Unlike the defendant in Payne, Johnson did make an unequivocal oral judicial confession and did not attempt to withdraw his plea of guilty until he had already been sentenced. Moreover, his motion for new trial raised no significant new factual issue as to his guilt. It is not necessary that a victim see or that a perpetrator openly display a firearm for a defendant to be convicted of aggravated robbery; existence of the firearm may be inferred from circumstantial evidence. See, e.g., Moore v. State, 531 S.W.2d 140, 142-43 (Tex. Crim. App. 1976) (circumstantial evidence was sufficient to support aggravated robbery conviction where witness testified he heard gun referred to in street slang and heard the sound of gun being cocked, even though he did not see a gun of any kind); Benavidez v. State, 670 S.W.2d 297, 301 (Tex. App.--Amarillo 1983, no writ) (upholding aggravated robbery conviction where victim testified she felt a hard object in her back and heard what she believed to be the cocking of a gun). Drake's statement to police that he heard a hard object hit the counter, saw Johnson holding a silver object below the counter, and then heard what he believed to be the cocking of a gun would have been sufficient evidence to sustain a conviction on aggravated robbery even if Johnson had gone to trial; it did not raise any factual issue as to his guilt.

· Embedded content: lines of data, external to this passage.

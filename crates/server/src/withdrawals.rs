//! Withdrawal audit API endpoints

use api_types::{
    batch::BatchResponse,
    withdrawal::{
        BatchIds, BatchReject, StatusTotalsView, SummaryQuery, WithdrawalKind as ApiKind,
        WithdrawalList, WithdrawalListResponse, WithdrawalReject, WithdrawalStatus as ApiStatus,
        WithdrawalSummaryView, WithdrawalView,
    },
};
use axum::{
    Extension, Json,
    extract::{Path, Query, State},
};
use engine::Operator;

use crate::{ServerError, batch::batch_response, server::ServerState};

fn map_kind(kind: engine::WithdrawalKind) -> ApiKind {
    match kind {
        engine::WithdrawalKind::Wallet => ApiKind::Wallet,
        engine::WithdrawalKind::Commission => ApiKind::Commission,
    }
}

pub(crate) fn engine_kind(kind: ApiKind) -> engine::WithdrawalKind {
    match kind {
        ApiKind::Wallet => engine::WithdrawalKind::Wallet,
        ApiKind::Commission => engine::WithdrawalKind::Commission,
    }
}

fn map_status(status: engine::WithdrawalStatus) -> ApiStatus {
    match status {
        engine::WithdrawalStatus::Pending => ApiStatus::Pending,
        engine::WithdrawalStatus::Approved => ApiStatus::Approved,
        engine::WithdrawalStatus::Processing => ApiStatus::Processing,
        engine::WithdrawalStatus::Success => ApiStatus::Success,
        engine::WithdrawalStatus::Rejected => ApiStatus::Rejected,
    }
}

pub(crate) fn engine_status(status: ApiStatus) -> engine::WithdrawalStatus {
    match status {
        ApiStatus::Pending => engine::WithdrawalStatus::Pending,
        ApiStatus::Approved => engine::WithdrawalStatus::Approved,
        ApiStatus::Processing => engine::WithdrawalStatus::Processing,
        ApiStatus::Success => engine::WithdrawalStatus::Success,
        ApiStatus::Rejected => engine::WithdrawalStatus::Rejected,
    }
}

fn map_withdrawal(withdrawal: engine::Withdrawal) -> WithdrawalView {
    WithdrawalView {
        id: withdrawal.id,
        withdrawal_no: withdrawal.withdrawal_no,
        user_id: withdrawal.user_id,
        kind: map_kind(withdrawal.kind),
        amount_minor: withdrawal.amount_minor,
        fee_minor: withdrawal.fee_minor,
        actual_amount_minor: withdrawal.actual_amount_minor,
        channel: withdrawal.channel,
        account_info: withdrawal.account_info,
        status: map_status(withdrawal.status),
        reject_reason: withdrawal.reject_reason,
        operator_id: withdrawal.operator_id,
        created_at: withdrawal.created_at,
        processed_at: withdrawal.processed_at,
    }
}

fn map_totals(totals: engine::StatusTotals) -> StatusTotalsView {
    StatusTotalsView {
        count: totals.count,
        amount_minor: totals.amount_minor,
    }
}

pub async fn get(
    State(state): State<ServerState>,
    Path(id): Path<i64>,
) -> Result<Json<WithdrawalView>, ServerError> {
    let withdrawal = state.engine.withdrawal(id).await?;
    Ok(Json(map_withdrawal(withdrawal)))
}

pub async fn list(
    State(state): State<ServerState>,
    Query(query): Query<WithdrawalList>,
) -> Result<Json<WithdrawalListResponse>, ServerError> {
    let filter = engine::WithdrawalListFilter {
        kind: query.kind.map(engine_kind),
        status: query.status.map(engine_status),
        user_id: query.user_id,
        from: query.from,
        to: query.to,
    };

    let (withdrawals, next_cursor) = state
        .engine
        .list_withdrawals_page(&filter, query.limit.unwrap_or(50), query.cursor.as_deref())
        .await?;

    Ok(Json(WithdrawalListResponse {
        withdrawals: withdrawals.into_iter().map(map_withdrawal).collect(),
        next_cursor,
    }))
}

pub async fn summary(
    State(state): State<ServerState>,
    Query(query): Query<SummaryQuery>,
) -> Result<Json<WithdrawalSummaryView>, ServerError> {
    let summary = state
        .engine
        .withdrawal_summary(query.from, query.to)
        .await?;

    Ok(Json(WithdrawalSummaryView {
        pending: map_totals(summary.pending),
        approved: map_totals(summary.approved),
        processing: map_totals(summary.processing),
        success: map_totals(summary.success),
        rejected: map_totals(summary.rejected),
        total: map_totals(summary.total),
    }))
}

pub async fn approve(
    Extension(operator): Extension<Operator>,
    State(state): State<ServerState>,
    Path(id): Path<i64>,
) -> Result<Json<WithdrawalView>, ServerError> {
    let withdrawal = state.engine.approve_withdrawal(id, operator.id).await?;
    Ok(Json(map_withdrawal(withdrawal)))
}

pub async fn reject(
    Extension(operator): Extension<Operator>,
    State(state): State<ServerState>,
    Path(id): Path<i64>,
    Json(payload): Json<WithdrawalReject>,
) -> Result<Json<WithdrawalView>, ServerError> {
    let withdrawal = state
        .engine
        .reject_withdrawal(id, operator.id, &payload.reason)
        .await?;
    Ok(Json(map_withdrawal(withdrawal)))
}

pub async fn process(
    Extension(operator): Extension<Operator>,
    State(state): State<ServerState>,
    Path(id): Path<i64>,
) -> Result<Json<WithdrawalView>, ServerError> {
    let withdrawal = state.engine.process_withdrawal(id, operator.id).await?;
    Ok(Json(map_withdrawal(withdrawal)))
}

pub async fn complete(
    Extension(operator): Extension<Operator>,
    State(state): State<ServerState>,
    Path(id): Path<i64>,
) -> Result<Json<WithdrawalView>, ServerError> {
    let withdrawal = state.engine.complete_withdrawal(id, operator.id).await?;
    Ok(Json(map_withdrawal(withdrawal)))
}

fn require_ids(ids: &[i64]) -> Result<(), ServerError> {
    if ids.is_empty() {
        return Err(ServerError::Generic("ids must not be empty".to_string()));
    }
    Ok(())
}

pub async fn batch_approve(
    Extension(operator): Extension<Operator>,
    State(state): State<ServerState>,
    Json(payload): Json<BatchIds>,
) -> Result<Json<BatchResponse<WithdrawalView>>, ServerError> {
    require_ids(&payload.ids)?;
    let report = state
        .engine
        .batch_approve_withdrawals(&payload.ids, operator.id)
        .await;
    Ok(Json(batch_response(report, map_withdrawal)))
}

pub async fn batch_reject(
    Extension(operator): Extension<Operator>,
    State(state): State<ServerState>,
    Json(payload): Json<BatchReject>,
) -> Result<Json<BatchResponse<WithdrawalView>>, ServerError> {
    require_ids(&payload.ids)?;
    if payload.reason.trim().is_empty() {
        return Err(ServerError::Generic("reason must not be empty".to_string()));
    }
    let report = state
        .engine
        .batch_reject_withdrawals(&payload.ids, operator.id, &payload.reason)
        .await;
    Ok(Json(batch_response(report, map_withdrawal)))
}

pub async fn batch_complete(
    Extension(operator): Extension<Operator>,
    State(state): State<ServerState>,
    Json(payload): Json<BatchIds>,
) -> Result<Json<BatchResponse<WithdrawalView>>, ServerError> {
    require_ids(&payload.ids)?;
    let report = state
        .engine
        .batch_complete_withdrawals(&payload.ids, operator.id)
        .await;
    Ok(Json(batch_response(report, map_withdrawal)))
}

Johnson also testified at the hearing on his motion for new trial that Knuckles and Harvey would have substantiated his claims that he did not own or use a gun, and that he would have proceeded to trial had these witnesses been available. However, Johnson conceded that these witnesses were not present during the robbery. Johnson further admitted that he never requested a subpoena for the driver of the car who aided his escape from the scene of the robbery. In short, Johnson failed to adduce any evidence raising a significant factual issue as to his guilt.
Johnson has apparently had a change of heart and now believes that if he had not pled guilty on the aggravated robbery count, the State would have had difficulty proving its case. Johnson has not shown that any new evidence raised a significant factual issue as to his guilt or brought into question the voluntariness of his plea. Because we find that the trial court did not abuse its discretion in overruling Johnson's motion for new trial, we overrule his point of error.
CONCLUSION
Appellant's plea of guilty to aggravated robbery was made voluntarily, and there was sufficient evidence of guilt to support the plea and the conviction. We therefore affirm the trial court's judgment.
Bea Ann Smith, Justice
Before Justices Powers, Aboussie and B. A. Smith
Affirmed
Filed: November 23, 1994
Do Not Publish
1. This offense took place before September 1, 1994 and is governed by the law in effect at the time the offense was committed. Penal Code, 73d Leg., R.S., ch. 900, § 1.18, 1993 Tex. Gen. Laws 3586, 3705. Because the code amendments effective September 1, 1994 have no substantive effect on this offense, the current code is cited for sake of convenience.